From www.opengl.org/wiki :
The implementation is forbidden to lose information from these formats. So, while an implementation may choose to turn GL_RGB4 into GL_R3_G3_B2 (…)
…but why ?
AFAIK, GL_RGB4 means:
Red = 4 bits
Green = 4 bits
Blue = 4 bits
…and GL_R3_G3_B2 obviously means:
Red = 3 bits
Green = 3 bits
Blue = 2 bits
So why is this allowed ? How can you store 4 bits into 3 bits without loosing information ?
It seems so obvious but i cant figure it out.
The wiki isn’t formal documentation; don’t treat it as such.

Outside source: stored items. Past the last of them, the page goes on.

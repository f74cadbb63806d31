//! Subprocess-backed provider adapters.
//!
//! The LLM and embedding providers are external collaborators; this
//! module gives them a concrete local shape: a command that reads one
//! request JSON on stdin and writes JSONL events (LLM) or one response
//! object (embedder) on stdout. Configured through `AB_PROVIDER_CMD` and
//! `AB_EMBEDDER_CMD`; with neither set, runs fail cleanly with a
//! provider error and the rest of the gateway stays usable.

use std::process::Stdio;
use std::sync::Arc;

use serde::Serialize;
use tokio::io::{AsyncBufReadExt, AsyncWriteExt, BufReader};
use tokio::process::Command;

use ab_domain::provider::{ChatRequest, EmbeddingProvider, LlmProvider};
use ab_domain::stream::{BoxStream, StreamEvent};
use ab_domain::tool::{Message, ToolDefinition};
use ab_domain::{Error, Result};

pub const PROVIDER_CMD_ENV: &str = "AB_PROVIDER_CMD";
pub const EMBEDDER_CMD_ENV: &str = "AB_EMBEDDER_CMD";
pub const EMBEDDER_DIM_ENV: &str = "AB_EMBEDDER_DIM";

// ━━━━━━━━━━━━━━━━━━━━━━━━━━━━━━━━━━━━━━━━━━━━━━━━━━━━━━━━━━━━━━━━━━
// LLM provider over stdio
// ━━━━━━━━━━━━━━━━━━━━━━━━━━━━━━━━━━━━━━━━━━━━━━━━━━━━━━━━━━━━━━━━━━

#[derive(Serialize)]
struct WireRequest<'a> {
    messages: &'a [Message],
    tools: &'a [ToolDefinition],
    #[serde(skip_serializing_if = "Option::is_none")]
    temperature: Option<f32>,
    #[serde(skip_serializing_if = "Option::is_none")]
    max_tokens: Option<u32>,
}

/// Runs the provider command once per turn. Events stream back as JSONL
/// in the same tagged shape as [`StreamEvent`].
pub struct CmdLlmProvider {
    command: String,
}

impl CmdLlmProvider {
    pub fn new(command: impl Into<String>) -> Self {
        Self {
            command: command.into(),
        }
    }
}

#[async_trait::async_trait]
impl LlmProvider for CmdLlmProvider {
    async fn chat_stream(
        &self,
        req: ChatRequest,
    ) -> Result<BoxStream<'static, Result<StreamEvent>>> {
        let payload = serde_json::to_vec(&WireRequest {
            messages: &req.messages,
            tools: &req.tools,
            temperature: req.temperature,
            max_tokens: req.max_tokens,
        })?;

        let mut child = Command::new("sh")
            .arg("-c")
            .arg(&self.command)
            .stdin(Stdio::piped())
            .stdout(Stdio::piped())
            .stderr(Stdio::null())
            .kill_on_drop(true)
            .spawn()
            .map_err(|e| Error::Provider(format!("spawn provider command: {e}")))?;

        let mut stdin = child
            .stdin
            .take()
            .ok_or_else(|| Error::Provider("provider stdin unavailable".into()))?;
        stdin
            .write_all(&payload)
            .await
            .map_err(|e| Error::Provider(format!("write provider request: {e}")))?;
        stdin
            .write_all(b"\n")
            .await
            .map_err(|e| Error::Provider(format!("write provider request: {e}")))?;
        drop(stdin);

        let stdout = child
            .stdout
            .take()
            .ok_or_else(|| Error::Provider("provider stdout unavailable".into()))?;

        Ok(Box::pin(async_stream::stream! {
            let mut lines = BufReader::new(stdout).lines();
            // Keep the child alive for the stream's lifetime.
            let mut child = child;
            loop {
                match lines.next_line().await {
                    Ok(Some(line)) => {
                        if line.trim().is_empty() {
                            continue;
                        }
                        match serde_json::from_str::<StreamEvent>(&line) {
                            Ok(event) => {
                                let done = matches!(event, StreamEvent::Done { .. });
                                yield Ok(event);
                                if done {
                                    break;
                                }
                            }
                            Err(e) => {
                                yield Err(Error::Provider(format!("bad provider event: {e}")));
                                break;
                            }
                        }
                    }
                    Ok(None) => break,
                    Err(e) => {
                        yield Err(Error::Provider(format!("provider stream read: {e}")));
                        break;
                    }
                }
            }
            let _ = child.wait().await;
        }))
    }

    fn provider_id(&self) -> &str {
        "cmd"
    }
}

// ━━━━━━━━━━━━━━━━━━━━━━━━━━━━━━━━━━━━━━━━━━━━━━━━━━━━━━━━━━━━━━━━━━
// Unconfigured fallback
// ━━━━━━━━━━━━━━━━━━━━━━━━━━━━━━━━━━━━━━━━━━━━━━━━━━━━━━━━━━━━━━━━━━

/// Used when no provider command is configured: every run fails with a
/// clear provider error instead of hanging.
pub struct UnconfiguredProvider;

#[async_trait::async_trait]
impl LlmProvider for UnconfiguredProvider {
    async fn chat_stream(
        &self,
        _req: ChatRequest,
    ) -> Result<BoxStream<'static, Result<StreamEvent>>> {
        Err(Error::Provider(format!(
            "no LLM provider configured; set {PROVIDER_CMD_ENV}"
        )))
    }

    fn provider_id(&self) -> &str {
        "unconfigured"
    }
}

// ━━━━━━━━━━━━━━━━━━━━━━━━━━━━━━━━━━━━━━━━━━━━━━━━━━━━━━━━━━━━━━━━━━
// Embedding provider over stdio
// ━━━━━━━━━━━━━━━━━━━━━━━━━━━━━━━━━━━━━━━━━━━━━━━━━━━━━━━━━━━━━━━━━━

pub struct CmdEmbeddingProvider {
    command: String,
    dimension: usize,
}

impl CmdEmbeddingProvider {
    pub fn new(command: impl Into<String>, dimension: usize) -> Self {
        Self {
            command: command.into(),
            dimension,
        }
    }
}

#[async_trait::async_trait]
impl EmbeddingProvider for CmdEmbeddingProvider {
    async fn embed(&self, texts: &[String]) -> Result<Vec<Vec<f32>>> {
        let payload = serde_json::to_vec(&serde_json::json!({ "texts": texts }))?;

        let mut child = Command::new("sh")
            .arg("-c")
            .arg(&self.command)
            .stdin(Stdio::piped())
            .stdout(Stdio::piped())
            .stderr(Stdio::null())
            .kill_on_drop(true)
            .spawn()
            .map_err(|e| Error::Provider(format!("spawn embedder command: {e}")))?;

        if let Some(mut stdin) = child.stdin.take() {
            stdin
                .write_all(&payload)
                .await
                .map_err(|e| Error::Provider(format!("write embedder request: {e}")))?;
            stdin
                .write_all(b"\n")
                .await
                .map_err(|e| Error::Provider(format!("write embedder request: {e}")))?;
        }

        let output = child
            .wait_with_output()
            .await
            .map_err(|e| Error::Provider(format!("embedder command: {e}")))?;
        if !output.status.success() {
            return Err(Error::Provider(format!(
                "embedder exited with {:?}",
                output.status.code()
            )));
        }

        #[derive(serde::Deserialize)]
        struct WireResponse {
            embeddings: Vec<Vec<f32>>,
        }
        let resp: WireResponse = serde_json::from_slice(&output.stdout)
            .map_err(|e| Error::Provider(format!("bad embedder response: {e}")))?;
        if resp.embeddings.len() != texts.len() {
            return Err(Error::Provider(format!(
                "embedder returned {} vectors for {} texts",
                resp.embeddings.len(),
                texts.len()
            )));
        }
        Ok(resp.embeddings)
    }

    fn dimension(&self) -> usize {
        self.dimension
    }
}

// ━━━━━━━━━━━━━━━━━━━━━━━━━━━━━━━━━━━━━━━━━━━━━━━━━━━━━━━━━━━━━━━━━━
// Env factories
// ━━━━━━━━━━━━━━━━━━━━━━━━━━━━━━━━━━━━━━━━━━━━━━━━━━━━━━━━━━━━━━━━━━

pub fn llm_from_env() -> Arc<dyn LlmProvider> {
    match std::env::var(PROVIDER_CMD_ENV) {
        Ok(command) if !command.is_empty() => {
            tracing::info!("LLM provider command configured");
            Arc::new(CmdLlmProvider::new(command))
        }
        _ => {
            tracing::warn!(
                "no LLM provider configured — runs will fail until {PROVIDER_CMD_ENV} is set"
            );
            Arc::new(UnconfiguredProvider)
        }
    }
}

pub fn embedder_from_env() -> Option<Arc<dyn EmbeddingProvider>> {
    let command = std::env::var(EMBEDDER_CMD_ENV).ok().filter(|c| !c.is_empty())?;
    let dimension = std::env::var(EMBEDDER_DIM_ENV)
        .ok()
        .and_then(|d| d.parse().ok())
        .unwrap_or(384);
    tracing::info!(dimension, "embedding provider command configured");
    Some(Arc::new(CmdEmbeddingProvider::new(command, dimension)))
}

// ━━━━━━━━━━━━━━━━━━━━━━━━━━━━━━━━━━━━━━━━━━━━━━━━━━━━━━━━━━━━━━━━━━
// Tests
// ━━━━━━━━━━━━━━━━━━━━━━━━━━━━━━━━━━━━━━━━━━━━━━━━━━━━━━━━━━━━━━━━━━

#[cfg(test)]
mod tests {
    use super::*;
    use futures_util::StreamExt;

    #[tokio::test]
    async fn cmd_provider_streams_jsonl_events() {
        // A provider that ignores its input and emits two events.
        let provider = CmdLlmProvider::new(
            r#"cat > /dev/null; printf '{"type":"token","text":"hi"}\n{"type":"done","usage":null,"finish_reason":"stop"}\n'"#,
        );
        let mut stream = provider.chat_stream(ChatRequest::default()).await.unwrap();

        let first = stream.next().await.unwrap().unwrap();
        assert!(matches!(first, StreamEvent::Token { ref text } if text == "hi"));
        let second = stream.next().await.unwrap().unwrap();
        assert!(matches!(second, StreamEvent::Done { .. }));
        assert!(stream.next().await.is_none());
    }

    #[tokio::test]
    async fn cmd_provider_bad_line_is_a_provider_error() {
        let provider = CmdLlmProvider::new("cat > /dev/null; echo not-json");
        let mut stream = provider.chat_stream(ChatRequest::default()).await.unwrap();
        let event = stream.next().await.unwrap();
        assert!(event.is_err());
    }

    #[tokio::test]
    async fn unconfigured_provider_fails_immediately() {
        let provider = UnconfiguredProvider;
        let result = provider.chat_stream(ChatRequest::default()).await;
        assert!(matches!(result, Err(Error::Provider(_))));
    }

    #[tokio::test]
    async fn cmd_embedder_roundtrip() {
        let embedder = CmdEmbeddingProvider::new(
            r#"cat > /dev/null; echo '{"embeddings":[[0.5,0.5]]}'"#,
            2,
        );
        let vectors = embedder.embed(&["one".into()]).await.unwrap();
        assert_eq!(vectors.len(), 1);
        assert_eq!(vectors[0], vec![0.5, 0.5]);
    }

    #[tokio::test]
    async fn cmd_embedder_count_mismatch_is_an_error() {
        let embedder = CmdEmbeddingProvider::new(
            r#"cat > /dev/null; echo '{"embeddings":[]}'"#,
            2,
        );
        assert!(embedder.embed(&["one".into()]).await.is_err());
    }
}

So it’s capable of containing mistakes, and in this case it just looks as though the conversion is the wrong way around: it was probably intended to be “GL_R3_G3_B2 into GL_RGB4”.
How can you store 4 bits into 3 bits without loosing information ?
You can’t. That is in fact the whole point of the statement: if you are not using one of the required formats, the implementation is allowed to give you less precision than you asked for.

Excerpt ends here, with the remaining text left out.